Monday, April 4, 2016

Gammons Gulch


It's a name that evokes images of cowboys, which it should. It's a cowboy movie set in Cochise County, in the San Pedro valley north of Benson. We wondered whether Gammons Gulch could have been the Xanadu of the Southwest movie locations, the El Dorado where Dirty Little Billy was filmed in 1971, with appearances (if precious little acting) by Michael J. Pollard, but starring our dramatic and theatrical hero and movie producer, Richard Evans.

You need a reservation to visit the site, which we had. I wasn't expecting much at all, but it was something to do on a Sunday morning. The drive is nice. Perhaps because of the low bar I had set, but most likely because of the place itself and its curator, the tour turned out to be a fascinating immersion into Americana of the Wild West cowboy variety.

The force behind Gammons Gulch is Jay Gammons. The world is always a better place because of eccentrics, and Jay is a good natured, talkative eccentric who has managed to construct enough buildings (salvaging material from century-old houses in Benson slated for demolition) and collected enough memorabilia to recreate and furnish a small Western town. 

Inside the blacksmith's shop.
We were one of two automobiles that turned up for that day's tour. Jay welcomed us wearing overalls and joking about looking like Junior Samples. (Look up Hee Haw.) Jay was a joke a minute. They came so fast, and he used them so often, it didn't take long for him to repeat himself unwittingly. He had the script down.

Even ad-libbing. For example, there were some young kids setting up staging for a shoot the following day. "Young kids" means minimum wage college grads, I expect. Jay explained they were making a movie called Aurora, then joked that it sounded like it was about toilet paper. It was a fresh joke for Jay, so he used it three times in the hour or more as we listened to him explain the buildings, memorabilia, Hollywood actors and producers, his going-to-town (that's Benson) car, and his former wife.

Wall of fame inside the saloon.
Jay complained about Hollywood types. I suppose after over twenty movies, plus numerous music videos and television programs, and even small roles with big stars, Jay has a basis from which to complain. It seems the Hollywood types like his sets and furnishings and offer to give him rolling credit in exchange for their use. Jay expects to be paid.
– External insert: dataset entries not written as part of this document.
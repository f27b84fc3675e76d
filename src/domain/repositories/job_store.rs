// Copyright (c) 2025 Kirky.X
//
// Licensed under the MIT License
// See LICENSE file in the project root for full license information.

use async_trait::async_trait;
use dashmap::DashMap;
use serde::de::DeserializeOwned;
use serde::Serialize;
use std::sync::Arc;
use std::time::Duration;
use thiserror::Error;
use tokio::sync::Mutex;
use uuid::Uuid;

/// 存储层错误类型
#[derive(Error, Debug)]
pub enum StoreError {
    /// 序列化错误
    #[error("Serialization error: {0}")]
    Serialization(#[from] serde_json::Error),

    /// 后端错误
    #[error("Backend error: {0}")]
    Backend(String),
}

/// 带TTL的键值作业存储特质
///
/// 定义作业与性能记录的统一访问接口。条目到期后读取结果
/// 等同于不存在，调用方必须按"未找到"处理，不得视为错误。
#[async_trait]
pub trait JobStore<T>: Send + Sync
where
    T: Serialize + DeserializeOwned + Send + Sync,
{
    /// 写入记录并设置过期时间
    async fn put(&self, id: Uuid, value: &T, ttl: Duration) -> Result<(), StoreError>;

    /// 按ID读取记录，不存在或已过期时返回None
    async fn get(&self, id: Uuid) -> Result<Option<T>, StoreError>;

    /// 删除记录
    async fn remove(&self, id: Uuid) -> Result<(), StoreError>;
}

#[async_trait]
impl<T, S> JobStore<T> for Arc<S>
where
    T: Serialize + DeserializeOwned + Send + Sync,
    S: JobStore<T> + ?Sized,
{
    async fn put(&self, id: Uuid, value: &T, ttl: Duration) -> Result<(), StoreError> {
        (**self).put(id, value, ttl).await
    }

    async fn get(&self, id: Uuid) -> Result<Option<T>, StoreError> {
        (**self).get(id).await
    }

    async fn remove(&self, id: Uuid) -> Result<(), StoreError> {
        (**self).remove(id).await
    }
}

/// 作业级互斥锁注册表
///
/// 同一作业的进度读改写必须串行执行，否则并发的任务完成
/// 回调会互相覆盖计数。不同作业之间互不阻塞。
#[derive(Default)]
pub struct JobLockRegistry {
    locks: DashMap<Uuid, Arc<Mutex<()>>>,
}

impl JobLockRegistry {
    /// 创建新的锁注册表
    pub fn new() -> Self {
        Self::default()
    }

    /// 获取指定作业的互斥锁
    pub fn lock_for(&self, job_id: Uuid) -> Arc<Mutex<()>> {
        self.locks
            .entry(job_id)
            .or_insert_with(|| Arc::new(Mutex::new(())))
            .clone()
    }

    /// 释放指定作业的互斥锁条目
    ///
    /// 作业进入终态后调用，避免注册表无界增长。
    pub fn release(&self, job_id: Uuid) {
        self.locks.remove(&job_id);
    }
}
(Watching the recent Tom Cruise-vehicle, Mission Impossible, and gazing at minutes and minutes of rolling credits at the end, I wondered how many got paid or just got the small font credit. I also wondered whether the young folk setting up for Aurora were getting paid.)

Square pole; take down the cross and
church converts to school-house
.
Jay liberally commented on the character (or lack of it) of various well known stars. John Wayne, Andy Griffith and Tom Selleck are good folk, he assured us, as he pointed to photos taken during the glory days. If you want to know more, take the tour.

The stuff that Jay has collected over the years is a true museum collection. He doesn't believe in fake replicas and he scorns the amusement park that Tombstone has become. He has Edison light bulbs about a century old and worth over a hundred dollars a piece. I couldn't believe that he turned them on for the tour! Old radios and typewriters, giant horseshoes, blacksmithing and mining equipment, a rare square telegraph line pole, vintage cars, and enough vintage bottles and cans to fill a general store.

What serves as a hotel facade is also the residence of Jay
and his wife Joanne.
He joked about the old safe that he had acquired for the "bank". It's a monster that weighs several thousand pounds. One Hollywood type wanted to move the safe to a different part of the room, to make the room more photogenic. Sure, encouraged Jay. When a burly crew of three or four couldn't budge it, the Hollywood type let it be and Jay chuckled.

He not only knows a little banjo,
he also played the old piano in the saloon.
People gave him the stuff, like the authentic clapboards and siding with which he constructed his buildings. He told us about tearing out old floorboards somewhere in northern Arizona and finding a nest of "buzz worms" underneath. That's what he calls rattlers buzz worms. Sadly, being an old school cowboy aficionado and routinely packing a pistol, he shot them.

The good news is that our tour was way more interesting than any of us had expected. The letdown was that Little Dirty Billy wasn't shot at Gammons Gulch but at another nearby set run by the "Old Tucson" folk and known as Mescal. Trouble is, Mescal is so run down that the place is closed and people can't visit.

Sorry, Richard, our pilgrimage to the scene of your acting tour de force remains unrequited.